O ensino superior foi um dos sectores educativos a que a República prestou mais atenção. Neste caso não seriam apenas razões pedagógicas que moveram os legisladores, mas também razões de ordem política. Tornava-se necessário acabar com o quase monopólio que a Universidade de Coimbra exercia no ensino superior. Nesse sentido, em Março de 1911, além da reforma da Universidade de Coimbra, foram criadas as universidades de Lisboa e do Porto. A maior oferta universitária e a completa restruturação deste sector, vieram a provocar um considerável aumento na frequência do ensino superior.

A aceleração contínua do crescimento do ensino feminino nos diversos níveis - primário, secundário, técnico e profissional e superior - constituiu sem dúvida uma das transformações educativas que caracterizaram o século XX. O processo que se iniciara no princípio do século, prolongou-se e afirmou-se no período republicano, muito impulsionado pela acção de diversas associações femininas, com relevo para a Liga Republicana das Mulheres Portuguesas.

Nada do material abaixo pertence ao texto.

//! Retry policies.
//!
//! A [`RetryPolicy`] pairs an attempt ceiling with a [`Backoff`] shape. The
//! failure classifier is supplied per call site, so the same policy can be
//! used for storage calls and management calls with different notions of
//! what is transient.
//!
//! ```text
//! attempt 0 ── fail (transient) ── sleep delay(0) ── attempt 1 ── ...
//!          └── fail (permanent) ── propagate unchanged
//! ```
//!
//! No state survives between calls to [`RetryPolicy::run`]: the attempt
//! counter is local to one invocation.

use std::fmt::Display;
use std::future::Future;
use std::time::Duration;

use tracing::{debug, warn};

/// Delay schedule between attempts.
#[derive(Debug, Clone, Copy, PartialEq, Eq)]
pub enum Backoff {
    /// Retry right away.
    Immediate,
    /// Same delay before every retry.
    Fixed(Duration),
    /// `min(cap, step * (attempt + 1))`.
    Linear { step: Duration, cap: Duration },
    /// `min(cap, unit * (attempt + 1)^2)`.
    Quadratic { unit: Duration, cap: Duration },
}

impl Backoff {
    /// Delay to wait after the failure of attempt `attempt` (zero-based).
    pub fn delay(&self, attempt: u32) -> Duration {
        let n = attempt.saturating_add(1);
        match *self {
            Backoff::Immediate => Duration::ZERO,
            Backoff::Fixed(delay) => delay,
            Backoff::Linear { step, cap } => step.saturating_mul(n).min(cap),
            Backoff::Quadratic { unit, cap } => unit.saturating_mul(n.saturating_mul(n)).min(cap),
        }
    }
}

/// Attempt ceiling plus backoff shape.
#[derive(Debug, Clone, Copy, PartialEq, Eq)]
pub struct RetryPolicy {
    /// Retries allowed after the first attempt; `None` retries forever.
    max_retries: Option<u32>,
    backoff: Backoff,
}

impl RetryPolicy {
    /// Retry at most `max_retries` times after the first attempt.
    pub fn bounded(max_retries: u32, backoff: Backoff) -> Self {
        Self {
            max_retries: Some(max_retries),
            backoff,
        }
    }

    /// Retry transient failures until the operation succeeds.
    pub fn unbounded(backoff: Backoff) -> Self {
        Self {
            max_retries: None,
            backoff,
        }
    }

    /// Run exactly once.
    pub fn no_retry() -> Self {
        Self::bounded(0, Backoff::Immediate)
    }

    /// Transient server errors: 30 retries, quadratic seconds capped at 5 minutes.
    pub fn transient_server_errors() -> Self {
        Self::bounded(
            30,
            Backoff::Quadratic {
                unit: Duration::from_secs(1),
                cap: Duration::from_secs(300),
            },
        )
    }

    /// Bootstrap loops that must eventually succeed.
    pub fn slow_instantiation() -> Self {
        Self::unbounded(Backoff::Quadratic {
            unit: Duration::from_secs(1),
            cap: Duration::from_secs(60),
        })
    }

    /// Conditional-write conflicts: frequent, short-lived, retried forever.
    pub fn optimistic_concurrency() -> Self {
        Self::unbounded(Backoff::Linear {
            step: Duration::from_millis(10),
            cap: Duration::from_millis(500),
        })
    }

    pub fn max_retries(&self) -> Option<u32> {
        self.max_retries
    }

    pub fn backoff(&self) -> Backoff {
        self.backoff
    }

    /// Whether another attempt is allowed after `retries_done` retries.
    pub fn allows_retry(&self, retries_done: u32) -> bool {
        self.max_retries.is_none_or(|max| retries_done < max)
    }

    /// Run `op`, retrying failures that `is_transient` accepts.
    ///
    /// Non-transient failures and the failure that exhausts the ceiling are
    /// returned unchanged.
    pub async fn run<T, E, Op, Fut, C>(&self, operation: &str, is_transient: C, mut op: Op) -> Result<T, E>
    where
        Op: FnMut() -> Fut,
        Fut: Future<Output = Result<T, E>>,
        C: Fn(&E) -> bool,
        E: Display,
    {
        let mut retries: u32 = 0;
        loop {
            let err = match op().await {
                Ok(value) => return Ok(value),
                Err(err) => err,
            };

            if !is_transient(&err) {
                return Err(err);
            }
            if !self.allows_retry(retries) {
                warn!(operation, attempts = retries + 1, error = %err, "retries exhausted");
                return Err(err);
            }

            let delay = self.backoff.delay(retries);
            debug!(
                operation,
                retry = retries + 1,
                delay_ms = delay.as_millis() as u64,
                error = %err,
                "transient failure, retrying"
            );
            tokio::time::sleep(delay).await;
            retries = retries.saturating_add(1);
        }
    }
}

/// Classifier that treats every failure as permanent.
pub fn never<E>(_: &E) -> bool {
    false
}

/// Classifier that treats every failure as transient.
pub fn always<E>(_: &E) -> bool {
    true
}

#[cfg(test)]
mod tests {
    use super::*;
    use std::cell::Cell;
    use tokio::time::Instant;

    #[test]
    fn quadratic_backoff_is_capped() {
        let backoff = RetryPolicy::transient_server_errors().backoff();
        assert_eq!(backoff.delay(0), Duration::from_secs(1));
        assert_eq!(backoff.delay(1), Duration::from_secs(4));
        assert_eq!(backoff.delay(4), Duration::from_secs(25));
        assert_eq!(backoff.delay(16), Duration::from_secs(289));
        assert_eq!(backoff.delay(17), Duration::from_secs(300));
        assert_eq!(backoff.delay(u32::MAX), Duration::from_secs(300));
    }

    #[test]
    fn linear_and_fixed_backoff() {
        let linear = Backoff::Linear {
            step: Duration::from_millis(10),
            cap: Duration::from_millis(25),
        };
        assert_eq!(linear.delay(0), Duration::from_millis(10));
        assert_eq!(linear.delay(1), Duration::from_millis(20));
        assert_eq!(linear.delay(2), Duration::from_millis(25));

        let fixed = Backoff::Fixed(Duration::from_secs(2));
        assert_eq!(fixed.delay(0), fixed.delay(9));
        assert_eq!(Backoff::Immediate.delay(3), Duration::ZERO);
    }

    #[tokio::test]
    async fn permanent_failure_propagates_immediately() {
        let calls = Cell::new(0u32);
        let policy = RetryPolicy::bounded(10, Backoff::Immediate);

        let result: Result<(), String> = policy
            .run("op", never, || {
                calls.set(calls.get() + 1);
                async { Err("boom".to_string()) }
            })
            .await;

        assert_eq!(result, Err("boom".to_string()));
        assert_eq!(calls.get(), 1);
    }

    #[tokio::test]
    async fn bounded_policy_stops_at_ceiling() {
        let calls = Cell::new(0u32);
        let policy = RetryPolicy::bounded(3, Backoff::Immediate);

        let result: Result<(), String> = policy
            .run("op", always, || {
                calls.set(calls.get() + 1);
                async { Err("busy".to_string()) }
            })
            .await;

        assert!(result.is_err());
        assert_eq!(calls.get(), 4);
    }

    #[tokio::test]
    async fn classifier_decides_per_error() {
        let calls = Cell::new(0u32);
        let policy = RetryPolicy::bounded(10, Backoff::Immediate);

        let result: Result<(), String> = policy
            .run("op", |e: &String| e == "throttled", || {
                let n = calls.get() + 1;
                calls.set(n);
                async move {
                    if n < 3 {
                        Err("throttled".to_string())
                    } else {
                        Err("missing".to_string())
                    }
                }
            })
            .await;

        assert_eq!(result, Err("missing".to_string()));
        assert_eq!(calls.get(), 3);
    }

    #[tokio::test(start_paused = true)]
    async fn unbounded_policy_sleeps_between_attempts() {
        let calls = Cell::new(0u32);
        let policy = RetryPolicy::slow_instantiation();
        assert_eq!(policy.max_retries(), None);
        let started = Instant::now();

        let result: Result<u32, String> = policy
            .run("op", always, || {
                let n = calls.get() + 1;
                calls.set(n);
                async move { if n < 4 { Err("blip".to_string()) } else { Ok(n) } }
            })
            .await;

        assert_eq!(result, Ok(4));
        // 1 + 4 + 9 seconds of backoff before the fourth attempt.
        assert!(started.elapsed() >= Duration::from_secs(14));
    }

    #[test]
    fn allows_retry_respects_ceiling() {
        let bounded = RetryPolicy::bounded(2, Backoff::Immediate);
        assert!(bounded.allows_retry(1));
        assert!(!bounded.allows_retry(2));
        assert!(RetryPolicy::optimistic_concurrency().allows_retry(u32::MAX));
        assert!(!RetryPolicy::no_retry().allows_retry(0));
    }
}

A formação de professores do ensino primário e a melhoria do seu estatuto socioprofissional foram também preocupações da República, o que não é de estranhar se tivermos em conta que, por um lado o anticlericalismo da República passaria a atribuir ao professor funções importantíssimas, algumas até então reservadas aos padres, e que, por outro lado, os progressos efectuados rumo a uma pedagogia de base científica e experimental permitiram um maior investimento nesta área de formação.

Não faltaram os mais variados projectos inovadores no campo do movimento da “Escola Nova”, mas a realidade crua das condições socioeconómicas e dos recursos materiais e humanos dificultou a concretização dos seus ideais. Porém, apesar do relativo fraco crescimento quantitativo, a República veio introduzir em Portugal, inegáveis mudanças qualitativas que se traduziram numa nova ideia de escola e em novas formas de pensar a educação e a formação para a cidadania.

Na área da formação para a cidadania residiu uma das maiores inovações da escola republicana. Além da introdução de uma área de formação cívica na escola primária, com o intuito de formar cidadãos conscientes das necessidades do país e intervenientes na sua solução, prolongou-se a persecução destes objectivos através dos programas de algumas disciplinas como História e Geografia, pela introdução alguns cultos cívicos como rituais simbólicos de uma nova religiosidade – o culto da Pátria, da bandeira e dos grandes heróis – e também, no âmbito extra-curricular, através de várias cerimónias como a “Festa da árvore”, uma das mais divulgadas durante o período republicano.

Maria Cândida Proença
(Comissária da exposição EDUCAR. EDUCAÇÃO PARA TODOS. O ENSINO NA I REPÚBLICA.)